Include in the output exactly the lines from the opening of the data through the line containing "let mut games = Vec::new();", and nothing more.

PROVIDED ENTRIES.
━━━━━━━━━━━━━━━━━━━━━━━━━━━━━━
//! Persistence boundary for games.

use std::sync::Arc;

use dashmap::DashMap;

use crate::common::StoreError;
use crate::game::{Game, GameId, PlayerId};

/// Per-record atomic load/save of games.
#[async_trait::async_trait]
pub trait GameStore: Send + Sync {
    /// Fetch a game; `Ok(None)` if no such record exists.
    async fn load(&self, id: GameId) -> Result<Option<Game>, StoreError>;
    /// Create or overwrite the record for `game.id()`.
    async fn save(&self, game: &Game) -> Result<(), StoreError>;
    /// Every game `player` is seated in, in no particular order.
    async fn games_of(&self, player: PlayerId) -> Result<Vec<Game>, StoreError>;
}

#[async_trait::async_trait]
impl<S: GameStore + ?Sized> GameStore for Arc<S> {
    async fn load(&self, id: GameId) -> Result<Option<Game>, StoreError> {
        (**self).load(id).await
    }

    async fn save(&self, game: &Game) -> Result<(), StoreError> {
        (**self).save(game).await
    }

    async fn games_of(&self, player: PlayerId) -> Result<Vec<Game>, StoreError> {
        (**self).games_of(player).await
    }
}

/// Store keeping bincode-encoded records in memory. Every load decodes a
/// fresh copy, so callers never share a game.
#[derive(Debug, Default)]
pub struct InMemoryStore {
    records: DashMap<GameId, Vec<u8>>,
}

impl InMemoryStore {
    pub fn new() -> Self {
        Self::default()
    }

    pub fn len(&self) -> usize {
        self.records.len()
    }

    pub fn is_empty(&self) -> bool {
        self.records.is_empty()
    }
}

#[async_trait::async_trait]
impl GameStore for InMemoryStore {
    async fn load(&self, id: GameId) -> Result<Option<Game>, StoreError> {
        match self.records.get(&id) {
            Some(bytes) => Ok(Some(bincode::deserialize(bytes.value())?)),
            None => Ok(None),
        }
    }

    async fn save(&self, game: &Game) -> Result<(), StoreError> {
        let bytes = bincode::serialize(game)?;
        self.records.insert(game.id(), bytes);
        Ok(())
    }

    async fn games_of(&self, player: PlayerId) -> Result<Vec<Game>, StoreError> {
        let mut games = Vec::new();
        for record in self.records.iter() {
            let game: Game = bincode::deserialize(record.value())?;
            if game.is_seated(player) {
                games.push(game);
            }
        }
        Ok(games)
    }
}
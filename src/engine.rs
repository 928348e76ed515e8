//! Engine: sequences game transitions against a [`GameStore`].
//!
//! Transitions on the same game are serialized by a per-game async mutex
//! held across load, compute and save. Different games never contend, and a
//! game's lock entry only lives while some transition holds or awaits it.

use std::sync::Arc;
use std::time::{SystemTime, UNIX_EPOCH};

use dashmap::DashMap;
use log::{debug, info};
use tokio::sync::{broadcast, Mutex};

use crate::common::GameError;
use crate::config::{EngineConfig, FleetRules};
use crate::events::{EventBus, GameEvent};
use crate::game::{Game, GameId, Phase, PlayerId};
use crate::geometry::{Coordinate, ShipPlacement};
use crate::projection::{AttackResponse, GameProjection, PlayerGames};
use crate::store::GameStore;

pub struct Engine<S: GameStore> {
    store: S,
    rules: FleetRules,
    locks: DashMap<GameId, Arc<Mutex<()>>>,
    events: EventBus,
}

fn now_millis() -> u64 {
    SystemTime::now()
        .duration_since(UNIX_EPOCH)
        .map(|d| u64::try_from(d.as_millis()).unwrap_or(u64::MAX))
        .unwrap_or(0)
}

impl<S: GameStore> Engine<S> {
    pub fn new(store: S, config: EngineConfig) -> Self {
        Self {
            store,
            rules: config.rules,
            locks: DashMap::new(),
            events: EventBus::new(config.event_capacity),
        }
    }

    /// Ruleset applied to games created by this engine.
    pub fn rules(&self) -> &FleetRules {
        &self.rules
    }

    pub fn store(&self) -> &S {
        &self.store
    }

    /// Receive every domain event published from now on.
    pub fn subscribe(&self) -> broadcast::Receiver<GameEvent> {
        self.events.subscribe()
    }

    fn lock_for(&self, id: GameId) -> Arc<Mutex<()>> {
        self.locks.entry(id).or_default().value().clone()
    }

    /// Drop the lock entry for `id` once nobody else holds or waits on it.
    fn release(&self, id: GameId, lock: Arc<Mutex<()>>) {
        drop(lock);
        self.locks.remove_if(&id, |_, l| Arc::strong_count(l) == 1);
    }

    async fn load(&self, id: GameId) -> Result<Game, GameError> {
        self.store.load(id).await?.ok_or(GameError::GameNotFound)
    }

    /// Load, apply `step`, save. Nothing is written if `step` fails.
    async fn transition<T>(
        &self,
        id: GameId,
        step: impl FnOnce(&mut Game) -> Result<T, GameError>,
    ) -> Result<(Game, T), GameError> {
        let lock = self.lock_for(id);
        let result = {
            let _guard = lock.lock().await;
            self.apply(id, step).await
        };
        self.release(id, lock);
        result
    }

    async fn apply<T>(
        &self,
        id: GameId,
        step: impl FnOnce(&mut Game) -> Result<T, GameError>,
    ) -> Result<(Game, T), GameError> {
        let mut game = self.load(id).await?;
        let out = step(&mut game).inspect_err(|e| debug!("game {id}: rejected: {e}"))?;
        self.store.save(&game).await?;
        Ok((game, out))
    }

    fn publish_update(&self, game: &Game) -> GameProjection {
        let projection = GameProjection::full(game);
        self.events
            .publish(GameEvent::GameUpdated(Box::new(projection.clone())));
        projection
    }

    /// Open a game with `player_name` in the first seat.
    pub async fn create(&self, player_name: &str) -> Result<GameProjection, GameError> {
        let game = Game::new(self.rules.clone(), player_name)?;
        self.store.save(&game).await?;
        info!(
            "game {}: created by {} ({})",
            game.id(),
            game.player_one().player.name,
            game.player_one().player.id
        );
        Ok(self.publish_update(&game))
    }

    /// Take the second seat of `id`.
    pub async fn join(&self, id: GameId, player_name: &str) -> Result<GameProjection, GameError> {
        let (game, player) = self.transition(id, |g| g.join(player_name)).await?;
        if let Some(seat) = game.seat(player) {
            info!("game {id}: {} ({player}) joined", seat.player.name);
            self.events.publish(GameEvent::PlayerJoined {
                game: id,
                player: seat.player.clone(),
            });
        }
        Ok(self.publish_update(&game))
    }

    /// Submit or resubmit `player`'s fleet.
    pub async fn submit_fleet(
        &self,
        id: GameId,
        player: PlayerId,
        placements: &[ShipPlacement],
    ) -> Result<GameProjection, GameError> {
        let (game, ()) = self
            .transition(id, |g| g.submit_fleet(player, placements))
            .await?;
        debug!("game {id}: fleet accepted for {player}");
        let projection = self.publish_update(&game);
        if game.phase() == Phase::InProgress {
            if let Some(first_turn) = game.current_turn() {
                info!("game {id}: both fleets placed, {first_turn} to move");
                self.events.publish(GameEvent::GameStarted {
                    game: id,
                    first_turn,
                });
            }
        }
        Ok(projection)
    }

    /// Fire at `at` as `player`.
    pub async fn attack(
        &self,
        id: GameId,
        player: PlayerId,
        at: Coordinate,
    ) -> Result<AttackResponse, GameError> {
        let timestamp = now_millis();
        let (game, outcome) = self
            .transition(id, |g| g.attack(player, at, timestamp))
            .await?;
        debug!("game {id}: {player} fired at {at}: {:?}", outcome.result);
        let projection = self.publish_update(&game);

        if outcome.game_over {
            if let Some(winner) = game.winner().and_then(|w| game.seat(w)) {
                info!("game {id}: won by {} ({})", winner.player.name, winner.player.id);
                self.events.publish(GameEvent::GameEnded {
                    game: id,
                    winner: winner.player.clone(),
                });
            }
        }

        Ok(AttackResponse {
            outcome,
            game: projection,
        })
    }

    /// Full projection of `id`, identical for every caller.
    pub async fn query(&self, id: GameId) -> Result<GameProjection, GameError> {
        let game = self.load(id).await?;
        Ok(GameProjection::full(&game))
    }

    /// Projection of `id` as `observer` is allowed to see it.
    pub async fn query_as(
        &self,
        id: GameId,
        observer: PlayerId,
    ) -> Result<GameProjection, GameError> {
        let game = self.load(id).await?;
        Ok(GameProjection::for_observer(&game, observer))
    }

    /// `player` and every game they are seated in.
    pub async fn player_games(&self, player: PlayerId) -> Result<PlayerGames, GameError> {
        let games = self.store.games_of(player).await?;
        debug!("player {player}: seated in {} games", games.len());
        PlayerGames::collect(player, &games).ok_or(GameError::PlayerNotFound)
    }
}

#[cfg(test)]
mod tests {
    use super::*;
    use crate::config::ShipKind;
    use crate::geometry::Orientation;
    use crate::store::InMemoryStore;

    fn engine() -> Engine<InMemoryStore> {
        Engine::new(InMemoryStore::new(), EngineConfig::default())
    }

    fn fleet() -> Vec<ShipPlacement> {
        let place = |kind, x, y, orientation| {
            ShipPlacement::new(kind, Coordinate::new(x, y), orientation)
        };
        vec![
            place(ShipKind::Battleship, 0, 0, Orientation::Horizontal),
            place(ShipKind::Destroyer, 0, 2, Orientation::Horizontal),
            place(ShipKind::Destroyer, 5, 5, Orientation::Vertical),
        ]
    }

    #[tokio::test]
    async fn missing_games_leave_no_lock_behind() {
        let engine = engine();
        for _ in 0..100 {
            let err = engine.join(GameId::new(), "x").await.unwrap_err();
            assert!(matches!(err, GameError::GameNotFound));
        }
        assert!(engine.locks.is_empty());
    }

    #[tokio::test]
    async fn idle_games_hold_no_lock() {
        let engine = engine();
        let created = engine.create("A").await.unwrap();
        let joined = engine.join(created.id, "B").await.unwrap();
        engine
            .submit_fleet(created.id, joined.player_one.id, &fleet())
            .await
            .unwrap();
        engine
            .submit_fleet(created.id, PlayerId::new(), &fleet())
            .await
            .unwrap_err();
        assert!(engine.locks.is_empty());
    }

    #[tokio::test(flavor = "multi_thread", worker_threads = 4)]
    async fn contended_games_drain_their_locks() {
        let engine = Arc::new(engine());
        let created = engine.create("A").await.unwrap();
        let tasks: Vec<_> = (0..16)
            .map(|i| {
                let engine = Arc::clone(&engine);
                tokio::spawn(async move { engine.join(created.id, &format!("p{i}")).await })
            })
            .collect();
        let mut joined = 0;
        for task in tasks {
            if task.await.unwrap().is_ok() {
                joined += 1;
            }
        }
        assert_eq!(joined, 1);
        assert!(engine.locks.is_empty());
    }
}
━━━━━━━━━━━━━━━━━━━━━━━━━━━━━━
ANSWER TO THIS PROBLEM.
//! Persistence boundary for games.

use std::sync::Arc;

use dashmap::DashMap;

use crate::common::StoreError;
use crate::game::{Game, GameId, PlayerId};

/// Per-record atomic load/save of games.
#[async_trait::async_trait]
pub trait GameStore: Send + Sync {
    /// Fetch a game; `Ok(None)` if no such record exists.
    async fn load(&self, id: GameId) -> Result<Option<Game>, StoreError>;
    /// Create or overwrite the record for `game.id()`.
    async fn save(&self, game: &Game) -> Result<(), StoreError>;
    /// Every game `player` is seated in, in no particular order.
    async fn games_of(&self, player: PlayerId) -> Result<Vec<Game>, StoreError>;
}

#[async_trait::async_trait]
impl<S: GameStore + ?Sized> GameStore for Arc<S> {
    async fn load(&self, id: GameId) -> Result<Option<Game>, StoreError> {
        (**self).load(id).await
    }

    async fn save(&self, game: &Game) -> Result<(), StoreError> {
        (**self).save(game).await
    }

    async fn games_of(&self, player: PlayerId) -> Result<Vec<Game>, StoreError> {
        (**self).games_of(player).await
    }
}

/// Store keeping bincode-encoded records in memory. Every load decodes a
/// fresh copy, so callers never share a game.
#[derive(Debug, Default)]
pub struct InMemoryStore {
    records: DashMap<GameId, Vec<u8>>,
}

impl InMemoryStore {
    pub fn new() -> Self {
        Self::default()
    }

    pub fn len(&self) -> usize {
        self.records.len()
    }

    pub fn is_empty(&self) -> bool {
        self.records.is_empty()
    }
}

#[async_trait::async_trait]
impl GameStore for InMemoryStore {
    async fn load(&self, id: GameId) -> Result<Option<Game>, StoreError> {
        match self.records.get(&id) {
            Some(bytes) => Ok(Some(bincode::deserialize(bytes.value())?)),
            None => Ok(None),
        }
    }

    async fn save(&self, game: &Game) -> Result<(), StoreError> {
        let bytes = bincode::serialize(game)?;
        self.records.insert(game.id(), bytes);
        Ok(())
    }

    async fn games_of(&self, player: PlayerId) -> Result<Vec<Game>, StoreError> {
        let mut games = Vec::new();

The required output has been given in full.